Problem to work on.
Look through the entries that follow and return each line that has the string "TrialAttemptCounter".

Dataset.
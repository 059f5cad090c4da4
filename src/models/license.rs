use serde::{Deserialize, Serialize};
use strum::{AsRefStr, EnumString};

/// Deliverability of the address on file, fed by the e-mail provider's event webhook.
#[derive(
    Debug, Clone, Copy, Default, PartialEq, Eq, Serialize, Deserialize, AsRefStr, EnumString,
)]
#[serde(rename_all = "snake_case")]
#[strum(serialize_all = "snake_case")]
pub enum EmailStatus {
    #[default]
    Ok,
    Bounced,
    SpamReport,
}

/// One purchasing identity within a product family. Holds a single key
/// that never rotates.
#[derive(Debug, Clone, Serialize, Deserialize)]
pub struct License {
    pub id: String,
    pub license_key: String,
    pub email: String,
    pub family: String,
    /// Bound on first validation or trial, cleared only by an operator or a new purchase
    pub mac_address: Option<String>,
    pub stripe_customer_id: Option<String>,
    pub phone: Option<String>,
    pub locale: Option<String>,
    pub email_status: EmailStatus,
    pub created_at: i64,
    pub updated_at: i64,
}

/// Optional contact fields carried by a provisioning call.
#[derive(Debug, Clone, Default, Deserialize)]
pub struct LicenseContact {
    #[serde(default)]
    pub stripe_customer_id: Option<String>,
    #[serde(default)]
    pub phone: Option<String>,
    #[serde(default)]
    pub locale: Option<String>,
    #[serde(default)]
    pub mac_address: Option<String>,
}
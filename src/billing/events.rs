use serde::Deserialize;
use serde_json::Value;

use crate::error::{AppError, Result};
use crate::payments::{StripeCreditNote, StripeCustomer, StripeInvoice, StripeSubscription};

#[derive(Debug, Deserialize)]
struct Envelope {
    id: String,
    #[serde(rename = "type")]
    event_type: String,
    #[serde(default)]
    created: i64,
    data: EnvelopeData,
}

#[derive(Debug, Deserialize)]
struct EnvelopeData {
    object: Value,
}

/// Billing event kinds this service acts on.
#[derive(Debug, Clone)]
pub enum BillingEvent {
    CustomerUpserted(StripeCustomer),
    SubscriptionCreated(StripeSubscription),
    SubscriptionUpdated(StripeSubscription),
    SubscriptionDeleted(StripeSubscription),
    InvoicePaid(StripeInvoice),
    InvoicePaymentFailed(StripeInvoice),
    CreditNoteCreated(StripeCreditNote),
    /// Authentic but not handled here
    Unknown,
}

#[derive(Debug, Clone)]
pub struct DecodedEvent {
    pub id: String,
    pub event_type: String,
    /// Provider-side creation time, used to order state changes
    pub created: i64,
    pub kind: BillingEvent,
}

fn object<T: for<'de> Deserialize<'de>>(event_type: &str, object: Value) -> Result<T> {
    serde_json::from_value(object)
        .map_err(|e| AppError::BadRequest(format!("malformed {} payload: {}", event_type, e)))
}

/// Decode a raw webhook body. Known event types must carry a well-formed object.
pub fn decode(raw: &[u8]) -> Result<DecodedEvent> {
    let envelope: Envelope = serde_json::from_slice(raw)?;
    let Envelope {
        id,
        event_type,
        created,
        data,
    } = envelope;
    let obj = data.object;

    let kind = match event_type.as_str() {
        "customer.created" | "customer.updated" => {
            BillingEvent::CustomerUpserted(object(&event_type, obj)?)
        }
        "customer.subscription.created" => BillingEvent::SubscriptionCreated(object(&event_type, obj)?),
        "customer.subscription.updated" => BillingEvent::SubscriptionUpdated(object(&event_type, obj)?),
        "customer.subscription.deleted" => BillingEvent::SubscriptionDeleted(object(&event_type, obj)?),
        "invoice.paid" | "invoice.payment_succeeded" => {
            BillingEvent::InvoicePaid(object(&event_type, obj)?)
        }
        "invoice.payment_failed" => BillingEvent::InvoicePaymentFailed(object(&event_type, obj)?),
        "credit_note.created" => BillingEvent::CreditNoteCreated(object(&event_type, obj)?),
        _ => BillingEvent::Unknown,
    };

    Ok(DecodedEvent {
        id,
        event_type,
        created,
        kind,
    })
}
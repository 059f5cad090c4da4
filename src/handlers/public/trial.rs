use axum::{
    Json,
    extract::State,
    http::StatusCode,
    response::{IntoResponse, Response},
};

use crate::db::AppState;
use crate::error::Result;
use crate::provisioning::{self, TrialOutcome, TrialRequest};

/// A refused trial is an expected outcome, reported as 403 with the reason.
pub async fn start_trial(
    State(state): State<AppState>,
    Json(req): Json<TrialRequest>,
) -> Result<Response> {
    let outcome = provisioning::start_trial(&state, req).await?;
    let status = match outcome {
        TrialOutcome::Started { .. } => StatusCode::OK,
        TrialOutcome::Denied { .. } => StatusCode::FORBIDDEN,
    };
    Ok((status, Json(outcome)).into_response())
}
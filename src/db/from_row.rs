//! Row mapping for the models stored in SQLite.

use std::str::FromStr;

use rusqlite::{Connection, Params, Row, types::Type};

use crate::error::Result;
use crate::models::*;

pub trait FromRow: Sized {
    fn from_row(row: &Row) -> rusqlite::Result<Self>;
}

pub const LICENSE_COLS: &str = "id, license_key, email, family, mac_address, stripe_customer_id, \
     phone, locale, email_status, created_at, updated_at";

pub const ENTITLEMENT_COLS: &str = "id, license_id, product_sku, status, origin, expires_at, \
     trial_expires_at, platform_subscription_id, billing_event_at, created_at, updated_at";

pub const GRANT_COLS: &str = "id, entitlement_id, grant_source, created_at";

pub const TRIAL_ATTEMPT_COLS: &str =
    "id, email, mac_address, product_sku, family, outcome, reason, attempted_at";

pub const TRIAL_COUNTER_COLS: &str = "kind, value, attempts, denied, last_attempt_at";

pub const CUSTOMER_COLS: &str = "customer_id, email, name, phone, locale, updated_at";

pub const LEDGER_TRANSACTION_COLS: &str = "provider_transaction_id, kind, subscription_id, \
     license_id, family, amount_minor, currency, occurred_at, recorded_at";

pub const FAMILY_COLS: &str = "name, display_name, trial_duration_days, support_email";

pub const PRODUCT_COLS: &str =
    "sku, name, family, stripe_price_id, latest_version, download_url";

/// Parse a TEXT column into a strum enum, surfacing bad values as conversion errors.
fn parse_col<T>(row: &Row, idx: usize) -> rusqlite::Result<T>
where
    T: FromStr,
    T::Err: std::error::Error + Send + Sync + 'static,
{
    let raw: String = row.get(idx)?;
    raw.parse::<T>()
        .map_err(|e| rusqlite::Error::FromSqlConversionFailure(idx, Type::Text, Box::new(e)))
}

impl FromRow for License {
    fn from_row(row: &Row) -> rusqlite::Result<Self> {
        Ok(License {
            id: row.get(0)?,
            license_key: row.get(1)?,
            email: row.get(2)?,
            family: row.get(3)?,
            mac_address: row.get(4)?,
            stripe_customer_id: row.get(5)?,
            phone: row.get(6)?,
            locale: row.get(7)?,
            email_status: parse_col(row, 8)?,
            created_at: row.get(9)?,
            updated_at: row.get(10)?,
        })
    }
}

impl FromRow for Entitlement {
    fn from_row(row: &Row) -> rusqlite::Result<Self> {
        Ok(Entitlement {
            id: row.get(0)?,
            license_id: row.get(1)?,
            product_sku: row.get(2)?,
            status: parse_col(row, 3)?,
            origin: Origin::parse(&row.get::<_, String>(4)?),
            expires_at: row.get(5)?,
            trial_expires_at: row.get(6)?,
            platform_subscription_id: row.get(7)?,
            billing_event_at: row.get(8)?,
            created_at: row.get(9)?,
            updated_at: row.get(10)?,
        })
    }
}

impl FromRow for EntitlementGrant {
    fn from_row(row: &Row) -> rusqlite::Result<Self> {
        Ok(EntitlementGrant {
            id: row.get(0)?,
            entitlement_id: row.get(1)?,
            grant_source: row.get(2)?,
            created_at: row.get(3)?,
        })
    }
}

impl FromRow for TrialAttempt {
    fn from_row(row: &Row) -> rusqlite::Result<Self> {
        Ok(TrialAttempt {
            id: row.get(0)?,
            email: row.get(1)?,
            mac_address: row.get(2)?,
            product_sku: row.get(3)?,
            family: row.get(4)?,
            outcome: parse_col(row, 5)?,
            reason: row.get(6)?,
            attempted_at: row.get(7)?,
        })
    }
}

impl FromRow for TrialAttemptCounter {
    fn from_row(row: &Row) -> rusqlite::Result<Self> {
        Ok(TrialAttemptCounter {
            kind: parse_col(row, 0)?,
            value: row.get(1)?,
            attempts: row.get(2)?,
            denied: row.get(3)?,
            last_attempt_at: row.get(4)?,
        })
    }
}

impl FromRow for BillingCustomer {
    fn from_row(row: &Row) -> rusqlite::Result<Self> {
        Ok(BillingCustomer {
            customer_id: row.get(0)?,
            email: row.get(1)?,
            name: row.get(2)?,
            phone: row.get(3)?,
            locale: row.get(4)?,
            updated_at: row.get(5)?,
        })
    }
}

impl FromRow for LedgerTransaction {
    fn from_row(row: &Row) -> rusqlite::Result<Self> {
        Ok(LedgerTransaction {
            provider_transaction_id: row.get(0)?,
            kind: parse_col(row, 1)?,
            subscription_id: row.get(2)?,
            license_id: row.get(3)?,
            family: row.get(4)?,
            amount_minor: row.get(5)?,
            currency: row.get(6)?,
            occurred_at: row.get(7)?,
            recorded_at: row.get(8)?,
        })
    }
}

impl FromRow for RevenueTotal {
    fn from_row(row: &Row) -> rusqlite::Result<Self> {
        Ok(RevenueTotal {
            currency: row.get(0)?,
            gross_minor: row.get(1)?,
        })
    }
}

impl FromRow for ProductFamily {
    fn from_row(row: &Row) -> rusqlite::Result<Self> {
        Ok(ProductFamily {
            name: row.get(0)?,
            display_name: row.get(1)?,
            trial_duration_days: row.get(2)?,
            support_email: row.get(3)?,
        })
    }
}

impl FromRow for Product {
    fn from_row(row: &Row) -> rusqlite::Result<Self> {
        Ok(Product {
            sku: row.get(0)?,
            name: row.get(1)?,
            family: row.get(2)?,
            stripe_price_id: row.get(3)?,
            latest_version: row.get(4)?,
            download_url: row.get(5)?,
        })
    }
}

pub fn query_one<T: FromRow>(conn: &Connection, sql: &str, params: impl Params) -> Result<Option<T>> {
    let mut stmt = conn.prepare(sql)?;
    let mut rows = stmt.query(params)?;
    match rows.next()? {
        Some(row) => Ok(Some(T::from_row(row)?)),
        None => Ok(None),
    }
}

pub fn query_all<T: FromRow>(conn: &Connection, sql: &str, params: impl Params) -> Result<Vec<T>> {
    let mut stmt = conn.prepare(sql)?;
    let rows = stmt.query_map(params, |row| T::from_row(row))?;
    Ok(rows.collect::<rusqlite::Result<Vec<_>>>()?)
}
use super::from_row::{
    CUSTOMER_COLS, ENTITLEMENT_COLS, FAMILY_COLS, GRANT_COLS, LEDGER_TRANSACTION_COLS,
    LICENSE_COLS, PRODUCT_COLS, TRIAL_ATTEMPT_COLS, TRIAL_COUNTER_COLS, query_all, query_one,
};

/// Builder for dynamic UPDATE statements with optional fields.
struct UpdateBuilder {
    table: &'static str,
    id: String,
    fields: Vec<(&'static str, Value)>,
    track_updated_at: bool,
}

impl UpdateBuilder {
    fn new(table: &'static str, id: &str) -> Self {
        Self {
            table,
            id: id.to_string(),
            fields: Vec::new(),
            track_updated_at: false,
        }
    }

    fn with_updated_at(mut self) -> Self {
        self.track_updated_at = true;
        self
    }

    fn set(mut self, column: &'static str, value: impl Into<Value>) -> Self {
        self.fields.push((column, value.into()));
        self
    }

    fn set_opt<V: Into<Value>>(self, column: &'static str, value: Option<V>) -> Self {
        match value {
            Some(v) => self.set(column, v),
            None => self,
        }
    }

    /// Set a column to an explicit value, NULL included.
    fn set_nullable<V: Into<Value>>(mut self, column: &'static str, value: Option<V>) -> Self {
        match value {
            Some(v) => self.fields.push((column, v.into())),
            None => self.fields.push((column, Value::Null)),
        }
        self
    }

    fn execute(mut self, conn: &Connection) -> Result<bool> {
        if self.fields.is_empty() {
            return Ok(false);
        }
        if self.track_updated_at {
            self.fields.push(("updated_at", now().into()));
        }
        let sets: Vec<String> = self
            .fields
            .iter()
            .map(|(col, _)| format!("{} = ?", col))
            .collect();
        let mut values: Vec<Value> = self.fields.into_iter().map(|(_, v)| v).collect();
        values.push(self.id.into());
        let sql = format!("UPDATE {} SET {} WHERE id = ?", self.table, sets.join(", "));
        let affected = conn.execute(&sql, rusqlite::params_from_iter(values))?;
        Ok(affected > 0)
    }
}
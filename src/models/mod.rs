mod catalog;
mod customer;
mod entitlement;
mod ledger;
mod license;
mod trial;

pub use catalog::*;
pub use customer::*;
pub use entitlement::*;
pub use ledger::*;
pub use license::*;
pub use trial::*;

Answer space.
impl FromRow for TrialAttemptCounter {
        Ok(TrialAttemptCounter {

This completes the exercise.